The blackbuck (Antilope cervicapra) once ranged widely across the Indian subcontinent. While the species isn't globally threatened, Nepal marks the northernmost edge of its range, and here the antelope is classified as critically endangered — already extinct in Bangladesh and Pakistan. The species survived in Nepal only because of decades of dedicated conservation: a Blackbuck Conservation Area established in Bardiya in 2009, combined with successful translocations to Shuklaphanta between 2012 and 2015, helped rebuild populations that had nearly vanished.

Community ecologist Amar Kunwar, who has researched blackbuck conservation for years, calls the population recovery encouraging — but stresses that the story isn't finished. "True success would be when the population is released from the enclosure to the wild and the population survives, breeds and maintains its healthy population in the wild," he said.
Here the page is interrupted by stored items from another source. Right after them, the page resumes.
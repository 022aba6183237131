//! Session context
//!
//! 每个登录会话一份：租户、管理员解锁状态、下单进行中标记。
//! 不使用全局状态，登出即清空。

use shared::error::{AppError, AppResult, ErrorCode};
use shared::models::{SystemType, TenantProfile};
use std::sync::atomic::{AtomicBool, Ordering};

use crate::auth::{AuthUser, verify_password};
use crate::store::TenantScope;

/// Per-session state
#[derive(Debug)]
pub struct SessionContext {
    user: AuthUser,
    scope: TenantScope,
    system_type: Option<SystemType>,
    admin_unlocked: AtomicBool,
    place_in_flight: AtomicBool,
    signed_out: AtomicBool,
}

impl SessionContext {
    pub fn new(user: AuthUser, system_type: Option<SystemType>) -> Self {
        Self {
            scope: TenantScope::new(&user.uid),
            user,
            system_type,
            admin_unlocked: AtomicBool::new(false),
            place_in_flight: AtomicBool::new(false),
            signed_out: AtomicBool::new(false),
        }
    }

    pub fn user(&self) -> &AuthUser {
        &self.user
    }

    pub fn system_type(&self) -> Option<SystemType> {
        self.system_type
    }

    /// Tenant scope, fails once the session has signed out
    pub fn scope(&self) -> AppResult<&TenantScope> {
        if self.signed_out.load(Ordering::Acquire) {
            return Err(AppError::not_authenticated());
        }
        Ok(&self.scope)
    }

    pub fn is_admin_unlocked(&self) -> bool {
        self.admin_unlocked.load(Ordering::Acquire)
    }

    pub fn require_admin(&self) -> AppResult<()> {
        self.scope()?;
        if !self.is_admin_unlocked() {
            return Err(AppError::new(ErrorCode::AdminRequired));
        }
        Ok(())
    }

    /// Verify admin credentials against the tenant profile
    pub fn unlock_admin(
        &self,
        profile: &TenantProfile,
        username: &str,
        password: &str,
    ) -> AppResult<()> {
        self.scope()?;
        let (Some(expected_user), Some(hash)) =
            (&profile.admin_username, &profile.admin_password_hash)
        else {
            return Err(AppError::new(ErrorCode::AdminNotConfigured));
        };

        if expected_user != username || !verify_password(password, hash)? {
            tracing::warn!(tenant = %self.scope, "Admin unlock rejected");
            return Err(AppError::invalid_credentials());
        }

        self.admin_unlocked.store(true, Ordering::Release);
        tracing::info!(tenant = %self.scope, "Admin unlocked");
        Ok(())
    }

    pub fn lock_admin(&self) {
        self.admin_unlocked.store(false, Ordering::Release);
    }

    /// 登出：清除管理员解锁，后续调用返回 NotAuthenticated
    pub fn sign_out(&self) {
        self.admin_unlocked.store(false, Ordering::Release);
        self.signed_out.store(true, Ordering::Release);
        tracing::info!(tenant = %self.scope, "Signed out");
    }

    /// Claim the single in-flight order placement slot
    pub fn begin_place(&self) -> AppResult<PlaceGuard<'_>> {
        self.scope()?;
        if self
            .place_in_flight
            .compare_exchange(false, true, Ordering::AcqRel, Ordering::Acquire)
            .is_err()
        {
            return Err(AppError::new(ErrorCode::OrderInFlight));
        }
        Ok(PlaceGuard {
            flag: &self.place_in_flight,
        })
    }
}

/// Releases the in-flight slot on drop
#[derive(Debug)]
pub struct PlaceGuard<'a> {
    flag: &'a AtomicBool,
}

impl Drop for PlaceGuard<'_> {
    fn drop(&mut self) {
        self.flag.store(false, Ordering::Release);
    }
}
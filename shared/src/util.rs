/// 获取当前 UTC 时间戳（毫秒）
pub fn now_millis() -> i64 {
    chrono::Utc::now().timestamp_millis()
}

/// Generate a random document id (20 alphanumeric chars)
///
/// 与托管文档库的自动 id 形状一致，不暴露顺序
pub fn new_doc_id() -> String {
    use rand::Rng;
    use rand::distributions::Alphanumeric;
    rand::thread_rng()
        .sample_iter(&Alphanumeric)
        .take(20)
        .map(char::from)
        .collect()
}

#[cfg(test)]
mod tests {
    use super::*;

    #[test]
    fn test_new_doc_id_shape() {
        let a = new_doc_id();
        let b = new_doc_id();
        assert_eq!(a.len(), 20);
        assert!(a.chars().all(|c| c.is_ascii_alphanumeric()));
        assert_ne!(a, b);
    }

    #[test]
    fn test_now_millis_positive() {
        assert!(now_millis() > 1_704_067_200_000);
    }
}
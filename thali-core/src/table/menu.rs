//! Menu (table flow)

use shared::error::{AppError, AppResult, ErrorCode};
use shared::models::{MenuItem, MenuType};
use std::sync::Arc;

use crate::store::{Collection, DocumentStore, DocumentStoreExt, Query, Record, TenantScope};
use crate::utils::money::validate_price;
use crate::utils::validation::{MAX_NAME_LEN, validate_optional_text, validate_required_text};

use super::running::OrderLine;

#[derive(Clone)]
pub struct MenuService {
    store: Arc<dyn DocumentStore>,
}

impl MenuService {
    pub fn new(store: Arc<dyn DocumentStore>) -> Self {
        Self { store }
    }

    pub async fn add(&self, scope: &TenantScope, item: MenuItem) -> AppResult<String> {
        validate_menu_item(&item)?;
        let id = self.store.add_as(scope, Collection::Menu, &item).await?;
        tracing::info!(tenant = %scope, id = %id, name = %item.name, "Menu item created");
        Ok(id)
    }

    pub async fn update(&self, scope: &TenantScope, id: &str, item: MenuItem) -> AppResult<()> {
        validate_menu_item(&item)?;
        self.get(scope, id).await?;
        self.store.set_as(scope, Collection::Menu, id, &item).await?;
        Ok(())
    }

    pub async fn delete(&self, scope: &TenantScope, id: &str) -> AppResult<()> {
        self.store.delete(scope, Collection::Menu, id).await?;
        tracing::info!(tenant = %scope, id, "Menu item deleted");
        Ok(())
    }

    pub async fn get(&self, scope: &TenantScope, id: &str) -> AppResult<MenuItem> {
        self.store
            .get_as::<MenuItem>(scope, Collection::Menu, id)
            .await?
            .map(|r| r.data)
            .ok_or_else(|| AppError::new(ErrorCode::ProductNotFound).with_detail("id", id))
    }

    /// Menu items, optionally of one type, ordered by name
    pub async fn list(
        &self,
        scope: &TenantScope,
        menu_type: Option<MenuType>,
    ) -> AppResult<Vec<Record<MenuItem>>> {
        let mut items = self
            .store
            .list_as::<MenuItem>(scope, Collection::Menu, &Query::all())
            .await?;
        if let Some(t) = menu_type {
            items.retain(|r| r.data.menu_type == t);
        }
        items.sort_by(|a, b| a.data.name.cmp(&b.data.name));
        Ok(items)
    }
}

/// Order line for a menu item, priced per the `acPerItem` setting
pub fn order_line(item: &MenuItem, quantity: i32, ac_per_item: bool) -> OrderLine {
    OrderLine {
        name: item.name.clone(),
        name_local: item.name_local.clone(),
        price: item.unit_price(ac_per_item),
        quantity,
    }
}

fn validate_menu_item(item: &MenuItem) -> AppResult<()> {
    validate_required_text(&item.name, "name", MAX_NAME_LEN)?;
    validate_optional_text(&item.name_local, "nameLocal", MAX_NAME_LEN)?;
    validate_price(item.price, "price")?;
    if let Some(p) = item.ac_price {
        validate_price(p, "acPrice")?;
    }
    if let Some(p) = item.non_ac_price {
        validate_price(p, "nonAcPrice")?;
    }
    Ok(())
}

#[cfg(test)]
mod tests {
    use super::*;
    use crate::store::MemoryStore;

    fn item(name: &str, menu_type: MenuType) -> MenuItem {
        MenuItem {
            name: name.into(),
            name_local: None,
            price: 40.0,
            ac_price: Some(50.0),
            non_ac_price: None,
            menu_type,
            availability: true,
        }
    }

    #[tokio::test]
    async fn test_list_by_type() {
        let menu = MenuService::new(Arc::new(MemoryStore::new()));
        let t = TenantScope::new("t1");
        menu.add(&t, item("Poha", MenuType::Breakfast)).await.unwrap();
        menu.add(&t, item("Lassi", MenuType::Drink)).await.unwrap();
        menu.add(&t, item("Chai", MenuType::Drink)).await.unwrap();

        let drinks = menu.list(&t, Some(MenuType::Drink)).await.unwrap();
        let names: Vec<_> = drinks.iter().map(|r| r.data.name.as_str()).collect();
        assert_eq!(names, vec!["Chai", "Lassi"]);
        assert_eq!(menu.list(&t, None).await.unwrap().len(), 3);
    }

    #[test]
    fn test_order_line_pricing() {
        let poha = item("Poha", MenuType::Breakfast);
        assert_eq!(order_line(&poha, 1, true).price, 50.0);
        assert_eq!(order_line(&poha, 1, false).price, 40.0);
    }

    #[tokio::test]
    async fn test_update_missing() {
        let menu = MenuService::new(Arc::new(MemoryStore::new()));
        let err = menu
            .update(&TenantScope::new("t1"), "nope", item("Poha", MenuType::Meal))
            .await
            .unwrap_err();
        assert_eq!(err.code, ErrorCode::ProductNotFound);
    }
}
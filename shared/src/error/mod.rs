//! Unified error system
//!
//! - [`ErrorCode`]: Standardized error codes for all error types
//! - [`ErrorCategory`]: Classification of errors by domain
//! - [`AppError`]: Rich error type with codes, messages, and details
//!
//! # Example
//!
//! ```
//! use shared::error::{AppError, ErrorCode};
//!
//! let err = AppError::new(ErrorCode::OrderEmpty);
//! let err = AppError::validation("Table number must be numeric")
//!     .with_detail("field", "tableNo");
//! ```

mod category;
mod codes;
mod types;

pub use category::ErrorCategory;
pub use codes::{ErrorCode, InvalidErrorCode};
pub use types::{AppError, AppResult};
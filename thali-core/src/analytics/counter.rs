//! Counter ledger aggregation

use chrono::NaiveDate;
use chrono_tz::Tz;
use rust_decimal::Decimal;
use serde::{Deserialize, Serialize};
use shared::error::{AppError, AppResult};
use shared::models::{LedgerEntry, OrderType, PaymentMethod};
use std::collections::BTreeMap;
use std::sync::Arc;

use crate::store::{Collection, DocumentStore, DocumentStoreExt, Query, TenantScope};
use crate::utils::money::{to_decimal, to_f64};
use crate::utils::time::{day_end_millis, day_start_millis};

/// Ledger filter
///
/// `None` 表示不过滤（界面上的 “all”）
#[derive(Debug, Clone, PartialEq, Serialize, Deserialize)]
#[serde(rename_all = "camelCase")]
pub struct CounterFilter {
    pub start: NaiveDate,
    /// 包含当天
    pub end: NaiveDate,
    #[serde(default)]
    pub order_type: Option<OrderType>,
    #[serde(default)]
    pub payment: Option<PaymentMethod>,
    /// 只统计这些商品；空表示全部
    #[serde(default)]
    pub items: Vec<String>,
}

impl CounterFilter {
    pub fn for_range(start: NaiveDate, end: NaiveDate) -> Self {
        Self {
            start,
            end,
            order_type: None,
            payment: None,
            items: Vec::new(),
        }
    }
}

/// One row per item name
#[derive(Debug, Clone, PartialEq, Serialize, Deserialize)]
#[serde(rename_all = "camelCase")]
pub struct ItemSales {
    pub name: String,
    pub quantity: i64,
    pub subtotal: f64,
}

#[derive(Debug, Clone, PartialEq, Serialize, Deserialize)]
#[serde(rename_all = "camelCase")]
pub struct CounterReport {
    pub rows: Vec<ItemSales>,
    pub total_revenue: f64,
    pub order_count: usize,
}

#[derive(Clone)]
pub struct CounterAnalytics {
    store: Arc<dyn DocumentStore>,
    timezone: Tz,
}

impl CounterAnalytics {
    pub fn new(store: Arc<dyn DocumentStore>, timezone: Tz) -> Self {
        Self { store, timezone }
    }

    pub async fn report(&self, scope: &TenantScope, filter: &CounterFilter) -> AppResult<CounterReport> {
        if filter.end < filter.start {
            return Err(AppError::validation("end date is before start date"));
        }
        let mut query = Query::all();
        if let Some(t) = filter.order_type {
            query = query.where_eq("orderType", t.as_str());
        }
        if let Some(p) = filter.payment {
            query = query.where_eq("payment", serde_json::to_value(p)?);
        }
        query = query
            .where_gte("timestamp", day_start_millis(filter.start, self.timezone))
            .where_lt("timestamp", day_end_millis(filter.end, self.timezone));

        let entries: Vec<LedgerEntry> = self
            .store
            .list_as::<LedgerEntry>(scope, Collection::CounterBill, &query)
            .await
            .inspect_err(|e| tracing::error!(tenant = %scope, error = %e, "Ledger query failed"))?
            .into_iter()
            .map(|r| r.data)
            .collect();

        let report = aggregate(&entries, &filter.items);
        tracing::debug!(
            tenant = %scope,
            orders = report.order_count,
            revenue = report.total_revenue,
            "Counter report built"
        );
        Ok(report)
    }
}

/// Group ledger lines by item name, then apply the item selection
pub fn aggregate(entries: &[LedgerEntry], selected: &[String]) -> CounterReport {
    let mut grouped: BTreeMap<&str, (i64, Decimal)> = BTreeMap::new();
    for item in entries.iter().flat_map(|e| e.items.iter()) {
        let row = grouped.entry(item.name.as_str()).or_default();
        row.0 += i64::from(item.quantity);
        row.1 += to_decimal(item.total);
    }

    let rows: Vec<ItemSales> = grouped
        .into_iter()
        .filter(|(name, _)| selected.is_empty() || selected.iter().any(|s| s == name))
        .map(|(name, (quantity, subtotal))| ItemSales {
            name: name.to_string(),
            quantity,
            subtotal: to_f64(subtotal),
        })
        .collect();
    let total: Decimal = rows.iter().map(|r| to_decimal(r.subtotal)).sum();

    CounterReport {
        total_revenue: to_f64(total),
        order_count: entries.len(),
        rows,
    }
}
//! argon2 password hashing

use argon2::{
    Argon2,
    password_hash::{PasswordHash, PasswordHasher, PasswordVerifier, SaltString, rand_core::OsRng},
};
use shared::error::{AppError, AppResult};

/// Hash password using argon2
pub fn hash_password(password: &str) -> AppResult<String> {
    let salt = SaltString::generate(&mut OsRng);
    Argon2::default()
        .hash_password(password.as_bytes(), &salt)
        .map(|h| h.to_string())
        .map_err(|e| AppError::internal(format!("Password hashing failed: {}", e)))
}

/// Verify password against a stored PHC hash
///
/// 哈希格式错误返回 Err，密码不匹配返回 Ok(false)
pub fn verify_password(password: &str, hash: &str) -> AppResult<bool> {
    let parsed_hash = PasswordHash::new(hash)
        .map_err(|e| AppError::internal(format!("Invalid password hash: {}", e)))?;
    Ok(Argon2::default()
        .verify_password(password.as_bytes(), &parsed_hash)
        .is_ok())
}
//! Tenant settings documents (`settings/*`)

use serde::{Deserialize, Serialize};

/// `settings/userSettings`
#[derive(Debug, Clone, Default, PartialEq, Eq, Serialize, Deserialize)]
#[serde(rename_all = "camelCase", default)]
pub struct UserSettings {
    /// Per-order-type coupon counters
    pub separate_tracking: bool,
    /// Print local-language item names
    pub local_print: bool,
    /// Table flow: use acPrice / nonAcPrice per item
    pub ac_per_item: bool,
    pub dark_mode: bool,
}

/// `settings/topItems`
#[derive(Debug, Clone, Default, PartialEq, Eq, Serialize, Deserialize)]
#[serde(default)]
pub struct TopItems {
    pub items: Vec<String>,
}

/// `settings/lastCouponClear`
#[derive(Debug, Clone, PartialEq, Eq, Serialize, Deserialize)]
pub struct CleanupMarker {
    /// `YYYY-MM-DD`
    pub date: String,
}
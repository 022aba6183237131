//! Native print bridge
//!
//! 出站消息写入 mpsc 队列，由外壳读取；外壳回执通过 [`NativeBridge::handle_reply`]
//! 按 `billId` 找到等待中的 oneshot。同一张账单可以有多个任务在等，
//! 回执只带 `billId`，按发送顺序依次匹配。超时或通道关闭只清理本任务。

use async_trait::async_trait;
use dashmap::DashMap;
use shared::print::{PrintReply, PrintRequest};
use std::collections::VecDeque;
use std::sync::Arc;
use std::sync::atomic::{AtomicU64, Ordering};
use std::time::Duration;
use tokio::sync::{mpsc, oneshot};

use super::{Completion, PrintChannel, PrintConfirmation, PrintError, PrintResult};

const OUTBOUND_CAPACITY: usize = 32;

type Waiting = VecDeque<(u64, oneshot::Sender<PrintReply>)>;

/// Print channel backed by the native shell's message bridge
#[derive(Clone)]
pub struct NativeBridge {
    outbound: mpsc::Sender<String>,
    /// billId -> 等待回执的任务（先发先配）
    pending: Arc<DashMap<String, Waiting>>,
    next_job: Arc<AtomicU64>,
    timeout: Duration,
}

impl NativeBridge {
    /// Create the bridge and the receiver the shell drains
    pub fn new(timeout: Duration) -> (Self, mpsc::Receiver<String>) {
        let (outbound, rx) = mpsc::channel(OUTBOUND_CAPACITY);
        (
            Self {
                outbound,
                pending: Arc::new(DashMap::new()),
                next_job: Arc::new(AtomicU64::new(1)),
                timeout,
            },
            rx,
        )
    }

    /// Route an inbound JSON reply to its waiting job
    ///
    /// 返回 `false` 表示消息无法解析或没有对应的等待任务
    pub fn handle_reply(&self, raw: &str) -> bool {
        let reply: PrintReply = match serde_json::from_str(raw) {
            Ok(r) => r,
            Err(e) => {
                tracing::warn!(error = %e, "Ignoring malformed print reply");
                return false;
            }
        };
        let bill_id = reply.bill_id().to_string();
        let mut reply = reply;
        loop {
            let Some(tx) = self.next_waiting(&bill_id) else {
                tracing::debug!(bill_id = %bill_id, "Print reply without a pending job");
                return false;
            };
            // 调用方已放弃等待时交给下一个任务
            match tx.send(reply) {
                Ok(()) => return true,
                Err(unclaimed) => reply = unclaimed,
            }
        }
    }

    /// Number of jobs still waiting for a reply
    pub fn pending_count(&self) -> usize {
        self.pending.iter().map(|jobs| jobs.len()).sum()
    }

    fn enqueue(&self, bill_id: &str, tx: oneshot::Sender<PrintReply>) -> u64 {
        let job = self.next_job.fetch_add(1, Ordering::Relaxed);
        self.pending
            .entry(bill_id.to_string())
            .or_default()
            .push_back((job, tx));
        job
    }

    fn next_waiting(&self, bill_id: &str) -> Option<oneshot::Sender<PrintReply>> {
        let tx = self
            .pending
            .get_mut(bill_id)
            .and_then(|mut jobs| jobs.pop_front())
            .map(|(_, tx)| tx);
        self.pending.remove_if(bill_id, |_, jobs| jobs.is_empty());
        tx
    }

    /// 只移除本任务，同一账单的其他任务继续等待
    fn forget(&self, bill_id: &str, job: u64) {
        if let Some(mut jobs) = self.pending.get_mut(bill_id) {
            jobs.retain(|(id, _)| *id != job);
        }
        self.pending.remove_if(bill_id, |_, jobs| jobs.is_empty());
    }
}

#[async_trait]
impl PrintChannel for NativeBridge {
    async fn print(&self, request: PrintRequest) -> PrintResult<PrintConfirmation> {
        let bill_id = request.bill_id.clone();
        let payload = serde_json::to_string(&request)?;

        let (tx, rx) = oneshot::channel();
        let job = self.enqueue(&bill_id, tx);

        if let Err(e) = self.outbound.try_send(payload) {
            self.forget(&bill_id, job);
            return Err(match e {
                mpsc::error::TrySendError::Full(_) => PrintError::QueueFull,
                mpsc::error::TrySendError::Closed(_) => {
                    PrintError::Unavailable("Native bridge closed".into())
                }
            });
        }
        tracing::debug!(bill_id = %bill_id, job, kind = ?request.kind, "Print job sent to bridge");

        match tokio::time::timeout(self.timeout, rx).await {
            Ok(Ok(PrintReply::PrintSuccess { bill_id, message })) => {
                tracing::info!(bill_id = %bill_id, "Print confirmed");
                Ok(PrintConfirmation {
                    bill_id,
                    completion: Completion::Confirmed,
                    message,
                })
            }
            Ok(Ok(PrintReply::PrintError { bill_id, message })) => {
                let message = message.unwrap_or_else(|| "Unknown printer error".into());
                tracing::warn!(bill_id = %bill_id, message = %message, "Print rejected by bridge");
                Err(PrintError::Rejected { bill_id, message })
            }
            Ok(Err(_)) => {
                self.forget(&bill_id, job);
                Err(PrintError::Unavailable("Native bridge dropped the job".into()))
            }
            Err(_) => {
                self.forget(&bill_id, job);
                tracing::warn!(bill_id = %bill_id, "Print reply timed out");
                Err(PrintError::Timeout { bill_id })
            }
        }
    }
}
At Tikauli, the blackbucks will initially occupy a roughly 20-hectare enclosed area within protected forest. Conservationists have flagged challenges ahead: Chitwan's humid, monsoonal climate differs sharply from the arid conditions blackbucks prefer, and dense grasses here grow up to 4.5 meters high — potentially limiting food and increasing vulnerability to predators like tigers and leopards. Acharya acknowledges these concerns but says the relocation remains the best path forward for the species' long-term resilience.

The new herd will join a network of managed populations across Nepal, all working toward a single goal: a self-sustaining wild blackbuck population that no longer needs fences to survive.